Para conseguir aprovar suas propostas políticas e
evitar ações do Congresso que contrariem seus interesses ou desequilibrem as
contas públicas, o Presidente da República necessita formar maioria tanto na
Câmara quanto no Senado. A formação dessas maiorias depende dos incentivos que
deputados e senadores têm para votar a favor do governo. E tais incentivos são
formatados pelas regras eleitorais.
Na eleição para a Câmara dos Deputados, cada estado
da federação tem direito a um número fixo de cadeiras. O eleitor vota em um
candidato específico. O voto ao candidato é computado a favor do seu partido.
As cadeiras da Câmara dos Deputados que cabem a um determinado estado são
divididas entre os partidos proporcionalmente à fatia de votos que cada
agremiação recebeu. As vagas conquistadas por cada partido são preenchidas
pelos candidatos mais votados.
Esse sistema de votação tem várias implicações. Em
primeiro lugar, ele reduz a disciplina partidária, porque o candidato a
deputado disputa contra os seus próprios companheiros de partido. Para ser
eleito, não basta que o partido tenha muitos votos. É preciso estar entre os
mais votados do partido. A tendência é que cada candidato tenda a fazer
campanha individualmente. Não faz sentido fazer campanha em conjunto com outro
candidato do mesmo partido, que pode tomar a sua vaga. Menor disciplina
partidária significa que os líderes dos partidos não terão forte comando sobre
sua bancada e, por isso, não poderão conduzir negociações com o Executivo em
nome de toda a bancada. Sempre haverá espaço para cada deputado,
individualmente, votar contra a orientação de seu partido. Isso força o Poder
Executivo a negociar o apoio a suas iniciativas no varejo, oferecendo a cada
deputado ou senador, individualmente, vantagens para mantê-los na base de apoio
ao governo.
Em segundo lugar, os candidatos disputam voto em
todo o território estadual, pois não há divisão dos estados em distritos
eleitorais menores. Como o Brasil é um país de dimensões continentais, os seus
estados têm amplos territórios. A combinação de campanha individualizada com um
distrito eleitoral grande, que precisa ser percorrido pelo candidato (com
instalação de comitês eleitorais e outras despesas) torna bastante alto o custo de campanha para
cada candidato3. Estes precisam encontrar formas de financiar suas campanhas.

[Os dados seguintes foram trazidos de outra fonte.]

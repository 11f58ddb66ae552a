// Procedural wall textures and the bank the renderer samples them from.
// The renderer and engine interact with the bank through `Material` only.

use std::collections::HashMap;
use std::f32::consts::TAU;

use rand::rngs::StdRng;
use rand::{Rng, SeedableRng};

use super::map::Material;
use crate::color::Color;

/// Runtime handle for a texture in this bank.
///
/// *Guaranteed* to remain stable for the lifetime of the bank.
pub type TextureId = u16;

/// `TextureId` whose pixels are the checkerboard fallback.
/// Always = 0 because `TextureBank::new()` inserts it first.
pub const NO_TEXTURE: TextureId = 0;

/// Side length used when nothing else is configured.
pub const DEFAULT_TEXTURE_SIZE: usize = 64;

/// Square texture, row-major.  Side is always a power of two so samplers
/// can wrap with `& mask()` instead of `%`.
#[derive(Clone, Debug, PartialEq)]
pub struct Texture {
    pub size: usize,
    pub pixels: Vec<Color>,
}

impl Texture {
    /// Two-tone 8-px checkerboard at `size`.
    pub fn checker(size: usize) -> Self {
        const LIGHT: Color = Color::rgb(160, 160, 160);
        const DARK: Color = Color::rgb(64, 64, 64);
        let cell = (size / 8).max(1);
        let mut pixels = Vec::with_capacity(size * size);
        for y in 0..size {
            for x in 0..size {
                pixels.push(if (x / cell ^ y / cell) & 1 == 0 {
                    LIGHT
                } else {
                    DARK
                });
            }
        }
        Texture { size, pixels }
    }

    /// Fill a `size`² texture with the rule for `material`.
    pub fn procedural<R: Rng>(material: Material, size: usize, rng: &mut R) -> Self {
        let mut pixels = Vec::with_capacity(size * size);
        for y in 0..size {
            for x in 0..size {
                pixels.push(match material {
                    Material::Stone => stone_texel(rng),
                    Material::Brick => brick_texel(x, y, size),
                    Material::Metal => metal_texel(x, y, size, rng),
                    Material::Wood => wood_texel(x, size),
                    Material::Pattern(id) => pattern_texel(x, y, size, id),
                });
            }
        }
        Texture { size, pixels }
    }

    /// Wrap mask for either axis.
    #[inline(always)]
    pub fn mask(&self) -> usize {
        self.size - 1
    }

    /// Sample with wrap-around on both axes.
    #[inline(always)]
    pub fn texel(&self, x: usize, y: usize) -> Color {
        let m = self.mask();
        self.pixels[(y & m) * self.size + (x & m)]
    }
}

/*──────────────────────── per-material rules ─────────────────────────*/

const STONE: Color = Color::rgb(112, 110, 104);
const BRICK: Color = Color::rgb(150, 46, 34);
const MORTAR: Color = Color::rgb(184, 180, 170);
const PLATE: Color = Color::rgb(118, 122, 132);
const PLATE_EDGE: Color = Color::rgb(58, 60, 68);
const RIVET: Color = Color::rgb(205, 208, 215);
const WOOD: Color = Color::rgb(146, 94, 48);

fn stone_texel<R: Rng>(rng: &mut R) -> Color {
    STONE.offset(rng.random_range(-28..=28))
}

/// Mortar every `size/2` px across and every `size/4` px down.
fn brick_texel(x: usize, y: usize, size: usize) -> Color {
    let (every_x, every_y) = ((size / 2).max(1), (size / 4).max(1));
    if x % every_x == 0 || y % every_y == 0 {
        MORTAR
    } else {
        BRICK
    }
}

/// Dark rim, 2x2 rivets where the `size/4` grid lines cross, noisy plate
/// elsewhere.
fn metal_texel<R: Rng>(x: usize, y: usize, size: usize, rng: &mut R) -> Color {
    let rim = (size / 16).max(1);
    if x < rim || y < rim || x >= size - rim || y >= size - rim {
        return PLATE_EDGE;
    }

    let tile = size / 4;
    let on_line = |v: usize| {
        let r = v % tile;
        r == 0 || r == tile - 1
    };
    if tile >= 4 && on_line(x) && on_line(y) {
        return RIVET;
    }

    PLATE.offset(rng.random_range(-12..=12))
}

/// Six full sine periods across the texture so the grain tiles seamlessly.
fn wood_texel(x: usize, size: usize) -> Color {
    let phase = x as f32 * TAU * 6.0 / size as f32;
    WOOD.scale(0.7 + 0.3 * (0.5 + 0.5 * phase.sin()))
}

fn pattern_texel(x: usize, y: usize, size: usize, id: u8) -> Color {
    let xor = ((x * 256 / size) ^ (y * 256 / size)) as u8;
    Color::rgb(id.wrapping_mul(48), xor, xor / 2)
}

/// Things that can go wrong when building or using the bank.
#[derive(Debug, thiserror::Error, PartialEq, Eq)]
pub enum TextureError {
    /// Samplers wrap with a bit mask, so only powers of two work.
    #[error("texture size {0} is not a power of two")]
    NotPowerOfTwo(usize),

    /// Attempted to insert a second texture for the same material.
    #[error("material `{0}` already has a texture")]
    Duplicate(Material),

    /// Texture side differs from the bank's.
    #[error("texture is {actual} px, bank expects {expected} px")]
    SizeMismatch { expected: usize, actual: usize },

    /// Requested ID is outside `0 ..= bank.len()`.
    #[error("texture id {0} out of range")]
    BadId(TextureId),
}

fn check_size(size: usize) -> Result<(), TextureError> {
    if size.is_power_of_two() {
        Ok(())
    } else {
        Err(TextureError::NotPowerOfTwo(size))
    }
}

/// Generate one texture per material, in order.  Runs once at start-up.
pub fn generate<R: Rng>(
    materials: &[Material],
    size: usize,
    rng: &mut R,
) -> Result<Vec<Texture>, TextureError> {
    check_size(size)?;
    Ok(materials
        .iter()
        .map(|&m| Texture::procedural(m, size, rng))
        .collect())
}

/// Generate textures for cell ids `1..=material_count`.
pub fn generate_count<R: Rng>(
    material_count: u8,
    size: usize,
    rng: &mut R,
) -> Result<Vec<Texture>, TextureError> {
    let materials: Vec<Material> = (1..=material_count)
        .filter_map(Material::from_id)
        .collect();
    generate(&materials, size, rng)
}

/// Material → texture cache.
///
/// * Stores exactly one texture per material.
/// * ID **0** is always the checkerboard, returned for unknown materials.
/// * Every texture has the same power-of-two side.
pub struct TextureBank {
    by_material: HashMap<Material, TextureId>,
    data: Vec<Texture>,
    tints: Vec<Color>, // average colour per id, for the minimap
    size: usize,
}

impl TextureBank {
    // ---------------------------------------------------------------------
    // Constructors
    // ---------------------------------------------------------------------

    /// Empty bank holding only the fallback checkerboard.
    pub fn new(size: usize) -> Result<Self, TextureError> {
        check_size(size)?;
        let fallback = Texture::checker(size);
        Ok(Self {
            by_material: HashMap::new(),
            tints: vec![Color::average(&fallback.pixels)],
            data: vec![fallback],
            size,
        })
    }

    /// Generate textures for `materials`.  With `seed` the output is
    /// reproducible; without it every run looks slightly different.
    pub fn procedural(
        materials: &[Material],
        size: usize,
        seed: Option<u64>,
    ) -> Result<Self, TextureError> {
        let mut rng = match seed {
            Some(s) => StdRng::seed_from_u64(s),
            None => StdRng::from_os_rng(),
        };

        let mut bank = Self::new(size)?;
        for (&m, tex) in materials.iter().zip(generate(materials, size, &mut rng)?) {
            bank.insert(m, tex)?;
        }
        log::debug!(
            "generated {} textures at {size}x{size} (seed {seed:?})",
            materials.len()
        );
        Ok(bank)
    }

    // ---------------------------------------------------------------------
    // Query helpers
    // ---------------------------------------------------------------------

    /// Number of material textures; the fallback checker is not counted.
    pub fn len(&self) -> usize {
        self.by_material.len()
    }

    pub fn is_empty(&self) -> bool {
        self.by_material.is_empty()
    }

    /// Side length shared by every texture.
    #[inline]
    pub fn size(&self) -> usize {
        self.size
    }

    pub fn id(&self, material: Material) -> Option<TextureId> {
        self.by_material.get(&material).copied()
    }

    /// Borrow a texture by id, with bounds-checking.
    pub fn get(&self, id: TextureId) -> Result<&Texture, TextureError> {
        self.data.get(id as usize).ok_or(TextureError::BadId(id))
    }

    /// Fallback-safe lookup: unknown materials get the checkerboard.
    #[inline]
    pub fn texture(&self, material: Material) -> &Texture {
        &self.data[self.id(material).unwrap_or(NO_TEXTURE) as usize]
    }

    /// Average colour of a material's texture.
    pub fn tint(&self, material: Material) -> Color {
        self.tints[self.id(material).unwrap_or(NO_TEXTURE) as usize]
    }

    // ---------------------------------------------------------------------
    // Mutations
    // ---------------------------------------------------------------------

    /// Insert a texture for `material`, returning its id.
    pub fn insert(&mut self, material: Material, tex: Texture) -> Result<TextureId, TextureError> {
        if self.by_material.contains_key(&material) {
            return Err(TextureError::Duplicate(material));
        }
        if tex.size != self.size {
            return Err(TextureError::SizeMismatch {
                expected: self.size,
                actual: tex.size,
            });
        }
        let id = self.data.len() as TextureId;
        self.tints.push(Color::average(&tex.pixels));
        self.data.push(tex);
        self.by_material.insert(material, id);
        Ok(id)
    }
}

/*======================================================================*/
/*                               Tests                                  */
/*======================================================================*/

Uma forma de fazê-lo é buscar a contribuição de lobbies, o que facilita a
captura do mandato parlamentar por interesses específicos. Isso reforça o incentivo
de cada parlamentar a negociar individualmente com o Executivo a sua
permanência na base de apoio, com vistas a atender os interesses específicos de
seus financiadores.
Outra estratégia muito comum é o candidato focalizar
a busca de votos em uma região específica do estado. Nesse caso, ele se
compromete a, durante o mandato, obter recursos federais para um determinado
grupo de municípios. São esses incentivos que fazem com que os parlamentares
queiram alterar o orçamento federal, com vistas a introduzir despesas de
interesse local. Como afirmado acima, o Presidente da República tende a
represar essas despesas, liberando-as apenas à medida que os parlamentares
nelas interessados votem de acordo com a orientação do governo. Nada impede,
também, que as emendas parlamentares ao orçamento sejam apresentadas com vistas
a se fazer despesas que beneficiarão grupos econômicos que deram suporte à
campanha do parlamentar.
Outra característica importante do sistema eleitoral
é que ele permite a eleição de representantes de grupos os mais diversos,
inclusive a representação de minorias. Em um sistema de votação em que o estado
da federação é repartido em vários distritos e, em cada um deles, há eleição de
somente um representante, um grupo minoritário, disperso no território
estadual, não conseguirá maioria em nenhum distrito, e não conseguirá ser
representado no Congresso. No sistema brasileiro, um grupo minoritário pode
somar os seus votos espalhados por todo o território estadual e eleger o seu
representante.
Em consequência, há estímulo para que os políticos
se especializem em representar os interesses de categorias profissionais
específicas, ou patrocinem os direitos de grupos étnicos, de grupos religiosos,
de setores econômicos (ruralistas, indústrias, etc.). Com muita frequência
formam-se bancadas informais, compostas por parlamentares de diferentes
partidos, para representar um interesse específico (bancada da saúde pública,
bancada da segurança pública, bancada ruralista, etc.).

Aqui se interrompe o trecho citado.